Using the records below, report how many lines hold "DiscoveryPeer", with no extra text.

= Dataset records =
┏━━

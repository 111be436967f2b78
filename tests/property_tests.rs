//! Property-based tests for XDAG discovery and scheduling
//!
//! Uses proptest to verify invariants across large input spaces.

use proptest::prelude::*;
use std::net::{IpAddr, Ipv4Addr, SocketAddr};

fn v4(octets: [u8; 4], port: u16) -> SocketAddr {
    SocketAddr::new(IpAddr::V4(Ipv4Addr::from(octets)), port)
}

// ============================================================================
// Packet Codec Properties
// ============================================================================

mod packet_properties {
    use super::*;
    use std::sync::OnceLock;
    use xdag_crypto::KeyPair;
    use xdag_discovery::{
        Endpoint, FindNeighbors, NeighborRecord, Neighbors, Packet, PacketData, PeerId, Ping,
    };

    fn key() -> &'static KeyPair {
        static KEY: OnceLock<KeyPair> = OnceLock::new();
        KEY.get_or_init(KeyPair::generate)
    }

    fn endpoint() -> impl Strategy<Value = Endpoint> {
        (any::<[u8; 4]>(), 1u16.., any::<u16>())
            .prop_map(|(ip, udp, tcp)| Endpoint::new(IpAddr::V4(Ipv4Addr::from(ip)), udp, tcp))
    }

    proptest! {
        #![proptest_config(ProptestConfig::with_cases(64))]

        /// Flipping any bit of a signed packet makes it undecodable
        #[test]
        fn any_bit_flip_is_detected(
            from in endpoint(),
            to in endpoint(),
            expiration in any::<u64>(),
            index in any::<prop::sample::Index>(),
            bit in 0u8..8,
        ) {
            let packet = Packet::create(Ping { from, to, expiration }, key()).unwrap();
            let mut bytes = packet.into_bytes();
            let i = index.index(bytes.len());
            bytes[i] ^= 1 << bit;
            prop_assert!(Packet::decode(&bytes).is_err());
        }

        /// Decoding recovers the signer and the payload
        #[test]
        fn neighbors_survive_the_wire(
            endpoints in prop::collection::vec(endpoint(), 0..16),
            expiration in any::<u64>(),
        ) {
            let peers: Vec<NeighborRecord> = endpoints
                .into_iter()
                .map(|endpoint| NeighborRecord { endpoint, id: PeerId::random() })
                .collect();
            let data = Neighbors { peers, expiration };
            let packet = Packet::create(data.clone(), key()).unwrap();

            let decoded = Packet::decode(packet.as_bytes()).unwrap();
            prop_assert_eq!(decoded.sender(), &PeerId::from_public_key(&key().public_key()));
            prop_assert_eq!(decoded.data(), &PacketData::Neighbors(data));
            prop_assert_eq!(decoded.hash(), packet.hash());
        }

        /// Truncated datagrams never decode
        #[test]
        fn truncation_is_rejected(expiration in any::<u64>(), cut in 1usize..64) {
            let target = PeerId::random();
            let packet = Packet::create(FindNeighbors { target, expiration }, key()).unwrap();
            let bytes = packet.as_bytes();
            let len = bytes.len().saturating_sub(cut);
            prop_assert!(Packet::decode(&bytes[..len]).is_err());
        }

        /// Arbitrary bytes never panic the decoder
        #[test]
        fn garbage_does_not_panic(bytes in prop::collection::vec(any::<u8>(), 0..256)) {
            let _ = Packet::decode(&bytes);
        }
    }
}

// ============================================================================
// Identity and Distance Properties
// ============================================================================

mod distance_properties {
    use super::*;
    use xdag_discovery::{log_distance, xor_distance};

    proptest! {
        /// Log distance is symmetric, bounded and zero only for equal digests
        #[test]
        fn log_distance_metric(a in any::<[u8; 32]>(), b in any::<[u8; 32]>()) {
            let d = log_distance(&a, &b);
            prop_assert_eq!(d, log_distance(&b, &a));
            prop_assert!(d <= 256);
            prop_assert_eq!(d == 0, a == b);
            prop_assert_eq!(log_distance(&a, &a), 0);
        }

        /// Log distance is the bit length of the XOR distance
        #[test]
        fn log_distance_is_xor_bit_length(a in any::<[u8; 32]>(), b in any::<[u8; 32]>()) {
            let xor = xor_distance(&a, &b);
            let leading: usize = xor
                .iter()
                .position(|&byte| byte != 0)
                .map_or(256, |i| i * 8 + xor[i].leading_zeros() as usize);
            prop_assert_eq!(log_distance(&a, &b), 256 - leading);
        }
    }
}

// ============================================================================
// Routing Bucket Properties
// ============================================================================

mod bucket_properties {
    use super::*;
    use std::collections::HashSet;
    use std::sync::Arc;
    use xdag_discovery::{BucketError, DiscoveryPeer, Endpoint, PeerId, RoutingBucket};

    fn peer(port: u16) -> Arc<DiscoveryPeer> {
        Arc::new(DiscoveryPeer::new(
            PeerId::random(),
            Endpoint::new(IpAddr::V4(Ipv4Addr::LOCALHOST), port.max(1), 0),
            0,
        ))
    }

    proptest! {
        /// A bucket never exceeds its capacity and newest entries are first
        #[test]
        fn bucket_bounded_and_mru(capacity in 1usize..20, count in 0usize..40) {
            let bucket = RoutingBucket::new(capacity);
            let mut inserted = Vec::new();
            for i in 0..count {
                let p = peer(i as u16 + 1);
                match bucket.add(p.clone()).unwrap() {
                    None => inserted.push(*p.id()),
                    Some(lru) => prop_assert_eq!(lru.id(), &inserted[0]),
                }
                prop_assert!(bucket.len() <= capacity);
            }
            let order: Vec<PeerId> = bucket.peers().iter().map(|p| *p.id()).collect();
            let expected: Vec<PeerId> = inserted.iter().rev().copied().collect();
            prop_assert_eq!(order, expected);
        }

        /// Any mix of adds, re-adds and evictions keeps the bucket bounded
        /// and free of duplicate identities
        #[test]
        fn bucket_ops_keep_bound_and_unique(
            capacity in 1usize..6,
            ops in prop::collection::vec((0u8..3, 0usize..8), 0..64),
        ) {
            let bucket = RoutingBucket::new(capacity);
            let pool: Vec<_> = (0..8).map(|i| peer(i as u16 + 1)).collect();

            for (op, i) in ops {
                let p = &pool[i];
                let present = bucket.contains(p.id());
                match op {
                    // Plain add
                    0 => match bucket.add(p.clone()) {
                        Err(BucketError::DuplicatePeer(id)) => {
                            prop_assert!(present);
                            prop_assert_eq!(&id, p.id());
                        }
                        Ok(None) => prop_assert!(!present),
                        Ok(Some(lru)) => {
                            prop_assert!(!present);
                            let last = bucket.peers().last().map(|e| *e.id());
                            prop_assert_eq!(Some(*lru.id()), last);
                        }
                    },
                    // Evict
                    1 => prop_assert_eq!(bucket.evict(p.id()), present),
                    // Add, evicting the candidate and retrying when full
                    _ => match bucket.add(p.clone()) {
                        Ok(Some(lru)) => {
                            prop_assert!(bucket.evict(lru.id()));
                            prop_assert!(matches!(bucket.add(p.clone()), Ok(None)));
                            prop_assert!(!bucket.contains(lru.id()));
                        }
                        Ok(None) => prop_assert!(!present),
                        Err(_) => prop_assert!(present),
                    },
                }

                let ids: Vec<PeerId> = bucket.peers().iter().map(|e| *e.id()).collect();
                let unique: HashSet<PeerId> = ids.iter().copied().collect();
                prop_assert!(ids.len() <= capacity);
                prop_assert_eq!(unique.len(), ids.len());
                prop_assert_eq!(bucket.len(), ids.len());
            }
        }

        /// Touching moves an entry to the front without changing membership
        #[test]
        fn touch_moves_to_front(count in 1usize..16, pick in any::<prop::sample::Index>()) {
            let bucket = RoutingBucket::new(16);
            let peers: Vec<_> = (0..count).map(|i| peer(i as u16 + 1)).collect();
            for p in &peers {
                bucket.add(p.clone()).unwrap();
            }
            let chosen = peers[pick.index(count)].id();
            prop_assert!(bucket.get_and_touch(chosen).is_some());
            let front = bucket.peers();
            prop_assert_eq!(front[0].id(), chosen);
            prop_assert_eq!(bucket.len(), count);
        }
    }
}

// ============================================================================
// Scheduler Queue Properties
// ============================================================================

mod queue_properties {
    use super::*;
    use std::collections::HashSet;
    use std::sync::Arc;
    use xdag_integration_tests::RecordingDialer;
    use xdag_net::{ActiveChannels, AddressBook, NetConfig, NodeManager, NodeRecord};

    fn manager(max_queue_size: usize) -> NodeManager {
        NodeManager::new(
            NetConfig {
                max_queue_size,
                ..NetConfig::default()
            },
            NodeRecord::from(v4([127, 0, 0, 1], 8001)),
            Arc::new(AddressBook::new(Vec::new(), None, None)),
            Arc::new(ActiveChannels::new()),
            Arc::new(RecordingDialer::default()),
        )
    }

    proptest! {
        /// The queue stays duplicate-free and bounded
        #[test]
        fn queue_dedup_and_bound(
            max in 1usize..32,
            ports in prop::collection::vec(1u16..64, 0..128),
        ) {
            let manager = manager(max);
            for port in &ports {
                manager.add_node(NodeRecord::from(v4([10, 0, 0, 1], *port)));
                prop_assert!(manager.queue_size() <= max);
            }
            let distinct: HashSet<_> = ports.iter().collect();
            prop_assert_eq!(manager.queue_size(), distinct.len().min(max));
        }

        /// Every tick dials at most one node and never the same one twice
        /// within the backoff window
        #[test]
        fn ticks_never_redial(ports in prop::collection::vec(1u16..16, 1..64)) {
            let manager = manager(1024);
            let mut dialed = HashSet::new();
            for (i, port) in ports.iter().enumerate() {
                manager.add_node(NodeRecord::from(v4([10, 0, 0, 2], *port)));
                if let Some(node) = manager.tick_connect_at(1_000 + i as u64) {
                    prop_assert!(dialed.insert(node.address()));
                }
            }
        }
    }
}

// ============================================================================
// NetDB Encoding Properties
// ============================================================================

mod netdb_properties {
    use super::*;
    use xdag_net::NetDb;

    fn dialable_v4() -> impl Strategy<Value = SocketAddr> {
        (any::<[u8; 4]>().prop_filter("non-zero address", |ip| *ip != [0; 4]), 1u16..)
            .prop_map(|(ip, port)| v4(ip, port))
    }

    proptest! {
        /// The compact form preserves dialable IPv4 sets and their order
        #[test]
        fn compact_preserves_set(addrs in prop::collection::vec(dialable_v4(), 0..64)) {
            let db: NetDb = addrs.into_iter().collect();
            let bytes = db.to_compact();
            prop_assert_eq!(bytes.len(), db.len() * 6);
            prop_assert_eq!(NetDb::parse_compact(&bytes), db);
        }

        /// Appending is a union and reports only new entries
        #[test]
        fn append_is_union(
            a in prop::collection::vec(dialable_v4(), 0..32),
            b in prop::collection::vec(dialable_v4(), 0..32),
        ) {
            let mut left: NetDb = a.iter().copied().collect();
            let right: NetDb = b.iter().copied().collect();
            let before = left.len();
            let added = left.append(&right);
            prop_assert_eq!(left.len(), before + added);
            prop_assert!(right.iter().all(|addr| left.contains(addr)));
            prop_assert_eq!(left.append(&right), 0);
        }

        /// The whitelist text form parses back to the same set
        #[test]
        fn lines_preserve_set(addrs in prop::collection::vec(dialable_v4(), 0..32)) {
            let db: NetDb = addrs.into_iter().collect();
            prop_assert_eq!(NetDb::parse_lines(&db.to_lines()), db);
        }
    }
}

┗━━

= Solved exercise =
3